_Action item:_
In the material below, find every line with "files" and pull it out.

Records for this exercise section start

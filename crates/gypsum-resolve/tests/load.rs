use std::fs;
use std::path::Path;

use gypsum_resolve::{load, GypError, ResolverConfig, Resolution};
use gypsum_syntax::{Map, Value};
use pretty_assertions::assert_eq;
use tempfile::TempDir;

/// Write `files` (relative path, contents) into a fresh directory.
fn fixture(files: &[(&str, &str)]) -> TempDir {
    let dir = tempfile::tempdir().unwrap();
    for (name, contents) in files {
        let path = dir.path().join(name);
        fs::create_dir_all(path.parent().unwrap()).unwrap();
        fs::write(path, contents).unwrap();
    }
    dir
}

fn root(dir: &TempDir) -> String {
    dir.path().to_string_lossy().replace('\\', "/")
}

fn resolve(dir: &TempDir, file: &str, config: &ResolverConfig) -> anyhow::Result<Resolution> {
    load(
        &[format!("{}/{file}", root(dir))],
        &Map::new(),
        &[],
        Some(&root(dir)),
        config,
    )
}

fn strings(value: Option<&Value>) -> Vec<String> {
    value
        .and_then(Value::as_list)
        .map(|items| items.iter().map(Value::to_plain_string).collect())
        .unwrap_or_default()
}

fn default_configuration<'a>(resolution: &'a Resolution, target: &str) -> &'a Map {
    resolution.targets[target]["configurations"]
        .as_map()
        .and_then(|c| c.get("Default"))
        .and_then(Value::as_map)
        .unwrap()
}

const COMMON_GYPI: &str = r#"{
  'variables': {'use_foo%': 1},
  'target_defaults': {'defines': ['COMMON']},
}"#;

const APP_GYP: &str = r#"{
  'includes': ['common.gypi'],
  'targets': [
    {
      'target_name': 'app',
      'type': 'executable',
      'sources': ['main.c'],
      'dependencies': ['lib/lib.gyp:lib'],
      'defines': ['DEPTH_IS_<(DEPTH)'],
      'conditions': [
        ['use_foo==1', {'defines': ['FOO']}, {'defines': ['NO_FOO']}],
      ],
    },
  ],
}"#;

const LIB_GYP: &str = r#"{
  'targets': [
    {
      'target_name': 'lib',
      'type': 'static_library',
      'sources': ['lib.c', 'lib_win.c'],
      'sources!': ['lib_win.c'],
      'defines': ['DEPTH_IS_<(DEPTH)'],
      'direct_dependent_settings': {'include_dirs': ['include']},
    },
  ],
}"#;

Records for this exercise section end

_Written response:_
/// Write `files` (relative path, contents) into a fresh directory.
fn fixture(files: &[(&str, &str)]) -> TempDir {
    for (name, contents) in files {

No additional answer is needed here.